§ PROBLEM STATEMENT
Your answer should be every line of the records that contains the word "Some", copied as it stands.

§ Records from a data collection
★ ★ ★ ★ ★

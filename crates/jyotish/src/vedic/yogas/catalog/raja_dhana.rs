//! Raja (power) and Dhana (wealth) combinations.

use super::{
    Detection, PatternCheck, StrengthCondition, StrengthRule, YogaDefinition,
    ESCALATE_IN_KENDRA_TRIKONA,
};
use crate::chart::types::Planet;
use crate::vedic::yogas::types::{Strength, YogaCategory};

const BENEFICS: &[Planet] = &[Planet::Jupiter, Planet::Venus, Planet::Mercury];

const SEVERAL_PLANETS: &[StrengthRule] = &[StrengthRule {
    when: StrengthCondition::PlanetsAtLeast(3),
    strength: Strength::Strong,
}];

pub(super) const RAJA: &[YogaDefinition] = &[
    YogaDefinition {
        name: "Chatussagara Yoga",
        source: "Phaladeepika",
        category: YogaCategory::Raja,
        detection: Detection::Pattern(PatternCheck::AllKendrasOccupied),
        effects: "Fame spreading to the four oceans; wealth and a long, prosperous life.",
        base_strength: Strength::Strong,
        strength_rules: &[],
    },
    YogaDefinition {
        name: "Viparita Raja Yoga",
        source: "BPHS",
        category: YogaCategory::Raja,
        detection: Detection::Pattern(PatternCheck::AnyDusthanaLordInDusthana),
        effects: "Rise through adversity; gains arrive from the misfortune of rivals.",
        base_strength: Strength::Moderate,
        strength_rules: &[],
    },
    YogaDefinition {
        name: "Harsha Yoga",
        source: "BPHS",
        category: YogaCategory::Raja,
        detection: Detection::Pattern(PatternCheck::DusthanaLord { house: 6 }),
        effects: "Victory over enemies, good health and happiness.",
        base_strength: Strength::Moderate,
        strength_rules: &[],
    },
    YogaDefinition {
        name: "Sarala Yoga",
        source: "BPHS",
        category: YogaCategory::Raja,
        detection: Detection::Pattern(PatternCheck::DusthanaLord { house: 8 }),
        effects: "Long life, fearlessness and learning; prospers through resilience.",
        base_strength: Strength::Moderate,
        strength_rules: &[],
    },
    YogaDefinition {
        name: "Vimala Yoga",
        source: "BPHS",
        category: YogaCategory::Raja,
        detection: Detection::Pattern(PatternCheck::DusthanaLord { house: 12 }),
        effects: "Frugal and independent; good conduct and a contented life.",
        base_strength: Strength::Moderate,
        strength_rules: &[],
    },
    YogaDefinition {
        name: "Neecha Bhanga Raja Yoga",
        source: "Phaladeepika",
        category: YogaCategory::Raja,
        detection: Detection::Pattern(PatternCheck::NeechaBhanga),
        effects: "A weakness overturned into strength; success after early setbacks.",
        base_strength: Strength::Moderate,
        strength_rules: &[],
    },
    YogaDefinition {
        name: "Guru-Mangala Yoga",
        source: "Phaladeepika",
        category: YogaCategory::Raja,
        detection: Detection::Conjunction { planets: &[Planet::Jupiter, Planet::Mars], gate: None },
        effects: "Energy guided by wisdom; success in leadership, law or engineering.",
        base_strength: Strength::Moderate,
        strength_rules: ESCALATE_IN_KENDRA_TRIKONA,
    },
    YogaDefinition {
        name: "Amala Yoga",
        source: "Phaladeepika",
        category: YogaCategory::Raja,
        detection: Detection::Pattern(PatternCheck::BeneficsFromMoon { offsets: &[10], min: 1 }),
        effects: "Spotless reputation and virtuous conduct; lasting fame.",
        base_strength: Strength::Moderate,
        strength_rules: &[],
    },
];

pub(super) const DHANA: &[YogaDefinition] = &[
    YogaDefinition {
        name: "Lakshmi Yoga",
        source: "BPHS",
        category: YogaCategory::Dhana,
        detection: Detection::Pattern(PatternCheck::NinthLordDignified),
        effects: "Abundant wealth, nobility and good fortune.",
        base_strength: Strength::Moderate,
        strength_rules: &[],
    },
    YogaDefinition {
        name: "Vasumati Yoga",
        source: "Phaladeepika",
        category: YogaCategory::Dhana,
        detection: Detection::HousePlacement {
            planets: BENEFICS,
            houses: &[3, 6, 10, 11],
            primary: Planet::Jupiter,
        },
        effects: "Steady accumulation of wealth; never in want.",
        base_strength: Strength::Moderate,
        strength_rules: &[],
    },
    YogaDefinition {
        name: "Saraswati Yoga",
        source: "Phaladeepika",
        category: YogaCategory::Dhana,
        detection: Detection::Pattern(PatternCheck::AllPlacedIn {
            planets: BENEFICS,
            houses: &[1, 2, 4, 5, 7, 9, 10],
        }),
        effects: "Learning, eloquence and poetic skill; wealth through knowledge.",
        base_strength: Strength::Moderate,
        strength_rules: SEVERAL_PLANETS,
    },
    YogaDefinition {
        name: "Parvata Yoga",
        source: "BPHS",
        category: YogaCategory::Dhana,
        detection: Detection::Pattern(PatternCheck::KendraBeneficsClearDusthanas),
        effects: "Prosperity, charity and a leading place in the community.",
        base_strength: Strength::Moderate,
        strength_rules: &[],
    },
];
//! Builds a well-formed [`Chart`] from raw sidereal longitudes.
//!
//! Houses are whole-sign from the ascendant. Ketu is derived opposite Rahu
//! when it is not supplied.

use serde::{Deserialize, Serialize};
use std::collections::BTreeMap;
use crate::chart::dignities::DignitiesService;
use crate::chart::nakshatra::get_nakshatra_for_longitude;
use crate::chart::rulers::get_sign_lord;
use crate::chart::types::{
    normalize_degrees, Chart, HouseData, Planet, PlanetPosition, Sign, ALL_PLANETS,
    CLASSICAL_PLANETS,
};
use crate::error::ChartError;

/// One planet entry of a serialized chart request.
#[derive(Debug, Clone, Serialize, Deserialize)]
#[serde(rename_all = "camelCase")]
pub struct PlanetInput {
    pub planet: Planet,
    pub longitude: f64,
    /// Degrees per day; the planet's mean motion is used when absent.
    #[serde(default)]
    pub speed: Option<f64>,
}

/// Serialized chart request: ascendant plus planet longitudes.
#[derive(Debug, Clone, Serialize, Deserialize)]
#[serde(rename_all = "camelCase")]
pub struct ChartInput {
    pub ascendant: f64,
    pub planets: Vec<PlanetInput>,
}

/// Mean daily motion, used when a caller gives no speed.
fn mean_speed(planet: Planet) -> f64 {
    match planet {
        Planet::Sun => 0.9856,
        Planet::Moon => 13.1764,
        Planet::Mars => 0.5240,
        Planet::Mercury => 1.3833,
        Planet::Jupiter => 0.0831,
        Planet::Venus => 1.2000,
        Planet::Saturn => 0.0335,
        Planet::Rahu | Planet::Ketu => -0.0529,
        Planet::Ascendant => 0.0,
    }
}

/// Combustion threshold (degrees from Sun). `None` for Sun, nodes and ascendant.
///
/// Mercury and Venus use tighter orbs when retrograde.
pub fn combustion_orb(planet: Planet, retrograde: bool) -> Option<f64> {
    match planet {
        Planet::Moon => Some(12.0),
        Planet::Mars => Some(17.0),
        Planet::Mercury => Some(if retrograde { 12.0 } else { 14.0 }),
        Planet::Jupiter => Some(11.0),
        Planet::Venus => Some(if retrograde { 8.0 } else { 10.0 }),
        Planet::Saturn => Some(15.0),
        Planet::Sun | Planet::Rahu | Planet::Ketu | Planet::Ascendant => None,
    }
}

fn arc_between(a: f64, b: f64) -> f64 {
    let diff = (normalize_degrees(a) - normalize_degrees(b)).abs();
    diff.min(360.0 - diff)
}

#[derive(Debug, Clone)]
pub struct ChartBuilder {
    ascendant: f64,
    planets: BTreeMap<Planet, (f64, f64)>,
}

impl ChartBuilder {
    pub fn new(ascendant_longitude: f64) -> Self {
        Self {
            ascendant: ascendant_longitude,
            planets: BTreeMap::new(),
        }
    }

    /// Add a planet moving at its mean daily motion.
    pub fn planet(self, planet: Planet, longitude: f64) -> Self {
        self.planet_with_speed(planet, longitude, mean_speed(planet))
    }

    pub fn planet_with_speed(mut self, planet: Planet, longitude: f64, speed: f64) -> Self {
        if planet != Planet::Ascendant {
            self.planets.insert(planet, (longitude, speed));
        }
        self
    }

    pub fn from_input(input: &ChartInput) -> Self {
        input.planets.iter().fold(Self::new(input.ascendant), |builder, entry| {
            let speed = entry.speed.unwrap_or_else(|| mean_speed(entry.planet));
            builder.planet_with_speed(entry.planet, entry.longitude, speed)
        })
    }

    pub fn build(self) -> Result<Chart, ChartError> {
        if !self.ascendant.is_finite() {
            return Err(ChartError::InvalidLongitude {
                planet: Planet::Ascendant,
                value: self.ascendant,
            });
        }
        let mut raw = self.planets;
        for (planet, (lon, speed)) in &raw {
            if !lon.is_finite() || !speed.is_finite() {
                return Err(ChartError::InvalidLongitude { planet: *planet, value: *lon });
            }
        }
        for planet in CLASSICAL_PLANETS.iter().chain([Planet::Rahu].iter()) {
            if !raw.contains_key(planet) {
                return Err(ChartError::MissingPlanet { planet: *planet });
            }
        }
        if !raw.contains_key(&Planet::Ketu) {
            let (rahu_lon, rahu_speed) = raw[&Planet::Rahu];
            raw.insert(Planet::Ketu, (normalize_degrees(rahu_lon + 180.0), rahu_speed));
        }
        raw.insert(Planet::Ascendant, (self.ascendant, 0.0));

        let asc_sign = Sign::from_longitude(self.ascendant);
        let sun_lon = raw[&Planet::Sun].0;
        let dignities = DignitiesService;

        let positions: Vec<PlanetPosition> = ALL_PLANETS
            .iter()
            .map(|planet| {
                let (lon, speed) = raw[planet];
                let longitude = normalize_degrees(lon);
                let sign = Sign::from_longitude(longitude);
                let house = ((sign.index() + 12 - asc_sign.index()) % 12 + 1) as u8;
                let nakshatra = get_nakshatra_for_longitude(longitude);
                let retrograde = speed < 0.0;
                let combust = combustion_orb(*planet, retrograde)
                    .map(|orb| arc_between(longitude, sun_lon) < orb)
                    .unwrap_or(false);
                PlanetPosition {
                    planet: *planet,
                    longitude,
                    sign,
                    degree: longitude % 30.0,
                    house,
                    nakshatra: nakshatra.base.name,
                    nakshatra_index: nakshatra.base.index as u8,
                    pada: nakshatra.pada,
                    retrograde,
                    combust,
                    dignity: dignities.get_dignity(*planet, longitude),
                    speed,
                }
            })
            .collect();

        let houses = (1..=12u8)
            .map(|number| {
                let sign = asc_sign.advance(number as usize - 1);
                HouseData {
                    number,
                    sign,
                    lord: get_sign_lord(sign),
                    planets: positions
                        .iter()
                        .filter(|p| p.house == number && p.planet != Planet::Ascendant)
                        .map(|p| p.planet)
                        .collect(),
                }
            })
            .collect();

        Ok(Chart { positions, houses })
    }
}

impl Chart {
    pub fn from_input(input: &ChartInput) -> Result<Chart, ChartError> {
        ChartBuilder::from_input(input).build()
    }
}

★ ★ ★ ★ ★

§ EXERCISE RESPONSE
        Planet::Moon => Some(12.0),
        Planet::Mars => Some(17.0),
        Planet::Mercury => Some(if retrograde { 12.0 } else { 14.0 }),
        Planet::Jupiter => Some(11.0),
        Planet::Venus => Some(if retrograde { 8.0 } else { 10.0 }),
        Planet::Saturn => Some(15.0),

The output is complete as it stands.